Saved data entries:

######

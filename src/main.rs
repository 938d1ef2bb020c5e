use std::sync::Arc;
use std::time::Duration;

use tokio::net::TcpListener;
use tokio::sync::Semaphore;
use tracing::info;

use appointd::config::Config;
use appointd::engine::Engine;
use appointd::{compactor, observability, tls, wire};

#[tokio::main]
async fn main() -> Result<(), Box<dyn std::error::Error>> {
    tracing_subscriber::fmt::init();

    let config = Config::from_env()?;
    observability::init(config.metrics_port);
    let tls_acceptor = tls::load_tls_acceptor(config.tls.as_ref())?;

    std::fs::create_dir_all(&config.data_dir)?;
    let engine = Arc::new(Engine::new(config.wal_path())?);
    info!(
        "loaded {} patients, {} doctors",
        engine.list_patients().len(),
        engine.list_doctors().len()
    );

    tokio::spawn(compactor::run_compactor(
        engine.clone(),
        config.compact_threshold,
        config.compact_interval,
    ));

    let max_connections = config.max_connections;
    let semaphore = Arc::new(Semaphore::new(max_connections));

    let addr = config.listen_addr();
    let listener = TcpListener::bind(&addr).await?;
    info!("appointd listening on {addr}");
    info!("  data_dir: {}", config.data_dir.display());
    info!("  max_connections: {max_connections}");
    info!("  tls: {}", if tls_acceptor.is_some() { "enabled" } else { "disabled" });

    // Graceful shutdown: stop accepting on SIGTERM/ctrl-c, drain in-flight connections
    let shutdown = async {
        let ctrl_c = tokio::signal::ctrl_c();
        #[cfg(unix)]
        {
            match tokio::signal::unix::signal(tokio::signal::unix::SignalKind::terminate()) {
                Ok(mut sigterm) => {
                    tokio::select! {
                        _ = ctrl_c => {}
                        _ = sigterm.recv() => {}
                    }
                }
                Err(e) => {
                    tracing::warn!("SIGTERM handler unavailable: {e}");
                    ctrl_c.await.ok();
                }
            }
        }
        #[cfg(not(unix))]
        {
            ctrl_c.await.ok();
        }
    };
    tokio::pin!(shutdown);

    loop {
        tokio::select! {
            result = listener.accept() => {
                let (socket, peer) = match result {
                    Ok(conn) => conn,
                    Err(e) => {
                        tracing::error!("accept error: {e}");
                        continue;
                    }
                };

                let permit = match semaphore.clone().try_acquire_owned() {
                    Ok(permit) => permit,
                    Err(_) => {
                        tracing::warn!("connection limit reached, rejecting {peer}");
                        metrics::counter!(observability::CONNECTIONS_REJECTED_TOTAL).increment(1);
                        drop(socket);
                        continue;
                    }
                };

                info!("connection from {peer}");
                metrics::counter!(observability::CONNECTIONS_TOTAL).increment(1);
                metrics::gauge!(observability::CONNECTIONS_ACTIVE).increment(1.0);
                let engine = engine.clone();
                let password = config.password.clone();
                let tls = tls_acceptor.clone();

                tokio::spawn(async move {
                    let _permit = permit; // held until connection closes
                    if let Err(e) = wire::process_connection(socket, engine, password, tls).await {
                        tracing::error!("connection error from {peer}: {e}");
                    }
                    metrics::gauge!(observability::CONNECTIONS_ACTIVE).decrement(1.0);
                });
            }
            _ = &mut shutdown => {
                info!("shutdown signal received, stopping accept loop");
                break;
            }
        }
    }

    // Wait for in-flight connections to finish (up to 10s)
    info!("draining connections...");
    let drain_deadline = tokio::time::sleep(Duration::from_secs(10));
    tokio::pin!(drain_deadline);

    loop {
        if semaphore.available_permits() == max_connections {
            info!("all connections drained");
            break;
        }
        tokio::select! {
            _ = &mut drain_deadline => {
                let remaining = max_connections - semaphore.available_permits();
                tracing::warn!("drain timeout, {remaining} connections still open");
                break;
            }
            _ = tokio::time::sleep(Duration::from_millis(100)) => {}
        }
    }

    if let Err(e) = engine.shutdown().await {
        tracing::error!("WAL flush on shutdown failed: {e}");
    }
    info!("appointd stopped");
    Ok(())
}
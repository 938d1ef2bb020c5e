use std::fs::File;
use std::io::{self, BufReader, ErrorKind};
use std::path::Path;
use std::sync::Arc;

use pgwire::tokio::tokio_rustls::rustls::ServerConfig;
use pgwire::tokio::TlsAcceptor;

use crate::config::TlsFiles;

/// Build the acceptor for connections that request SSL. `None` serves
/// plaintext only.
pub fn load_tls_acceptor(files: Option<&TlsFiles>) -> io::Result<Option<TlsAcceptor>> {
    let Some(files) = files else {
        return Ok(None);
    };
    let config = server_config(&files.cert, &files.key)?;
    Ok(Some(TlsAcceptor::from(Arc::new(config))))
}

fn server_config(cert: &Path, key: &Path) -> io::Result<ServerConfig> {
    let certs: Vec<_> = rustls_pemfile::certs(&mut BufReader::new(File::open(cert)?))
        .collect::<Result<_, _>>()?;
    if certs.is_empty() {
        return Err(io::Error::new(
            ErrorKind::InvalidInput,
            format!("no certificates in {}", cert.display()),
        ));
    }

    let key = rustls_pemfile::private_key(&mut BufReader::new(File::open(key)?))?
        .ok_or_else(|| io::Error::new(ErrorKind::InvalidInput, "no private key found in key file"))?;

    let mut config = ServerConfig::builder()
        .with_no_client_auth()
        .with_single_cert(certs, key)
        .map_err(|e| io::Error::new(ErrorKind::InvalidInput, e))?;
    config.alpn_protocols = vec![b"postgresql".to_vec()];
    Ok(config)
}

######

> **Goal of the exercise**
Reproduce word for word the lines of the records above, beginning at the first and ending with the line where "observability::init(config.metrics_port);" appears, and nothing past it.

> **Response to this exercise**
filename src/main.rs
repository 938d1ef2bb020c5e
use std::sync::Arc;
use std::time::Duration;

use tokio::net::TcpListener;
use tokio::sync::Semaphore;
use tracing::info;

use appointd::config::Config;
use appointd::engine::Engine;
use appointd::{compactor, observability, tls, wire};

#[tokio::main]
async fn main() -> Result<(), Box<dyn std::error::Error>> {
    tracing_subscriber::fmt::init();

    let config = Config::from_env()?;
    observability::init(config.metrics_port);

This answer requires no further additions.